El autoaislamiento voluntario ha sido practicado por milenios por los pueblos no contactados, para no ser víctimas de la idea occidental de civilización y progreso. Las Naciones Unidas ha reconocido el derecho jurídico a esa estrategia de sobrevivencia de los pueblos a proteger su tierra y territorio, como una forma de protegerse contra el genocidio, la colonización, y la preservación de sus tradiciones y cultura.
Para enfrentarse al COVID-19, pueblos y comunidades del norte y del sur decidieron cerrar sus fronteras en un aislamiento voluntario, para evitar el acceso de personas ajenas a las poblaciones, a sus territorios. Guiados por la memoria histórica de epidemias impuestas por colonos e invasores, cada comunidad fue llegando a la misma conclusión: la mejor forma de protegernos es aislados como comunidad.
En principio, para los pueblos indígenas las normas de distanciamiento social fueron puestas en práctica con una visión de «burbujas sociales» extendidas y de esa manera aislarse pero resguardando la vida comunitaria. La idea de estar “físicamente distantes pero socialmente cercanos” permitió crear espacios de interacción social amplios que permitan el mantenimiento de actividades productivas, como la siembra, el intercambio de productos, y el cuidado de la salud social para reforzar y potenciar las posibilidades de sobrevivencia. La pandemia incluso ha servido para recuperar enseñanzas ancestrales, medicina tradicional, preparar comidas comunitarias para quienes pasan hambre.

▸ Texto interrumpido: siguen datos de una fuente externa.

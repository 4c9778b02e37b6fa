use thiserror::Error;

/// 資料欄位驗證錯誤。Display 內容即為呈現給使用者的訊息。
#[derive(Error, Debug, Clone, PartialEq, Eq)]
pub enum ValidationError {
    #[error("{entity}'s {field} field is missing!")]
    MissingField {
        entity: &'static str,
        field: &'static str,
    },

    #[error("{message}")]
    InvalidFormat {
        field: &'static str,
        message: &'static str,
    },

    #[error("Persons list contains duplicate person(s).")]
    DuplicatePerson,

    #[error("Weddings list contains duplicate wedding(s).")]
    DuplicateWedding,
}

impl ValidationError {
    /// 出錯的欄位名稱（重複資料錯誤沒有單一欄位）
    pub fn field(&self) -> Option<&'static str> {
        match self {
            Self::MissingField { field, .. } | Self::InvalidFormat { field, .. } => Some(field),
            Self::DuplicatePerson | Self::DuplicateWedding => None,
        }
    }
}

pub const MESSAGE_NOT_IMPLEMENTED_YET: &str = "Command not implemented yet";

#[derive(Error, Debug, Clone, PartialEq, Eq)]
pub enum CommandError {
    #[error("{}", MESSAGE_NOT_IMPLEMENTED_YET)]
    NotImplemented,

    #[error(transparent)]
    Validation(#[from] ValidationError),
}

#[derive(Error, Debug)]
pub enum BookError {
    #[error("IO error: {0}")]
    IoError(#[from] std::io::Error),

    #[error("Serialization error: {0}")]
    SerializationError(#[from] serde_json::Error),

    #[error("TOML parsing error: {0}")]
    TomlError(#[from] toml::de::Error),

    #[error("Configuration error in {field}: {message}")]
    ConfigError { field: String, message: String },

    #[error("Invalid value for {field}: '{value}' ({reason})")]
    InvalidConfigValueError {
        field: String,
        value: String,
        reason: String,
    },

    #[error("Could not load data from {path}: {source}")]
    DataLoadingError {
        path: String,
        #[source]
        source: Box<BookError>,
    },

    #[error("Validation error: {0}")]
    ValidationError(#[from] ValidationError),

    #[error("{0}")]
    CommandError(#[from] CommandError),
}

impl BookError {
    pub fn data_loading(path: impl Into<String>, source: BookError) -> Self {
        Self::DataLoadingError {
            path: path.into(),
            source: Box::new(source),
        }
    }

    /// 給終端使用者看的簡短訊息
    pub fn user_friendly_message(&self) -> String {
        match self {
            Self::IoError(e) => format!("File access failed: {}", e),
            Self::SerializationError(e) => format!("Data file is not valid JSON: {}", e),
            Self::TomlError(e) => format!("Config file is not valid TOML: {}", e),
            Self::ConfigError { field, message } => format!("Bad setting '{}': {}", field, message),
            Self::InvalidConfigValueError { field, reason, .. } => {
                format!("Bad setting '{}': {}", field, reason)
            }
            Self::DataLoadingError { path, source } => {
                format!("Could not load '{}': {}", path, source.user_friendly_message())
            }
            Self::ValidationError(e) => e.to_string(),
            Self::CommandError(e) => e.to_string(),
        }
    }

    /// CLI 結束碼：1 為資料/指令錯誤，2 為設定錯誤，3 為系統錯誤
    pub fn exit_code(&self) -> i32 {
        match self {
            Self::ValidationError(_) | Self::CommandError(_) | Self::SerializationError(_) => 1,
            Self::DataLoadingError { source, .. } => source.exit_code(),
            Self::ConfigError { .. }
            | Self::InvalidConfigValueError { .. }
            | Self::TomlError(_) => 2,
            Self::IoError(_) => 3,
        }
    }
}

pub type Result<T> = std::result::Result<T, BookError>;
use crate::domain::AddressBook;
use crate::utils::error::CommandError;

#[derive(Debug, Clone, PartialEq, Eq)]
pub struct CommandResult {
    pub feedback_to_user: String,
}

impl CommandResult {
    pub fn new(feedback_to_user: impl Into<String>) -> Self {
        Self {
            feedback_to_user: feedback_to_user.into(),
        }
    }
}

/// 對通訊錄執行的使用者指令
pub trait Command {
    fn execute(&self, book: &mut AddressBook) -> Result<CommandResult, CommandError>;
}

/// 為聯絡人加上標籤。尚未實作，執行時一律失敗。
#[derive(Debug, Clone, Default, PartialEq, Eq)]
pub struct TagCommand;

impl TagCommand {
    pub const COMMAND_WORD: &'static str = "tag";
}

impl Command for TagCommand {
    fn execute(&self, _book: &mut AddressBook) -> Result<CommandResult, CommandError> {
        Err(CommandError::NotImplemented)
    }
}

Lamentablemente, este derecho al cierre de fronteras ha puesto a las comunidades en aislamiento voluntario en directa tensión con países donde la prioridad económica va por encima de la vida de sus habitantes, llevándolos a una caótica reapertura prematura. La prioridad es el lucro de los megaproyectos.
Por ejemplo, a pesar de la exitosa muestra de la estrategia de protección de las reservaciones Cheyenne River Sioux en los EEU, la gobernadora de South Dakota ha pedido incluso la intervención del gobierno federal para “reabrir” las carreteras, sin reconocer los tratados internacionales sobre territorialidad indígena y protección a pueblos originarios. La prisa va ligada directamente con los proyectos extractivistas de oleoductos en la región.
En Brasil, el gobierno ha abiertamente apoyado los proyectos depredadores de la selva amazónica, de deforestación, monocultivos, y extractivismo, amenazando a los pueblos indígenas con represión por el cierre de carreteras y comunidades que se protegen de la pandemia.
En Chile, donde intergantes de la Nación Mapuche, intentaron aislarse en territorio histórico, fueron violentamente desalojados, en medio de la pandemia, sin ninguna consideración.
En Canadá la Asamblea de las Primeras Naciones respalda el derecho jurídico que asiste a los pueblos a autoaislarse, protegerse y cerrar sus comunidades, incluyendo las carreteras que las cruzan, mientras el gobierno intenta abrir las carreteras para beneficiar los proyectos extractivistas. En ese país, las Primeras Naciones tienen un condición constitucional que les permite defenderse jurídicamente.
Cada pueblo está usando su propia experiencia en las múltiples historias que comparten de epidemias, pasadas y actuales que han menguado su población durante siglos de colonialismo, pero también los proveen de herramientas locales para desatar los mecanismos de protección. El aislamiento voluntario es un derecho al que tienen y que debe respetarse.
Como nos enseñan nuestros ancestros: cada dedo de la mano por si solo es fuerte, pero juntos, todos los dedos forman una herramienta poderosa, única, y cerrados en puño se protegen, se resguardan. Esa es una alegoría común entre los pueblos para resaltar la necesidad de actuar unidos.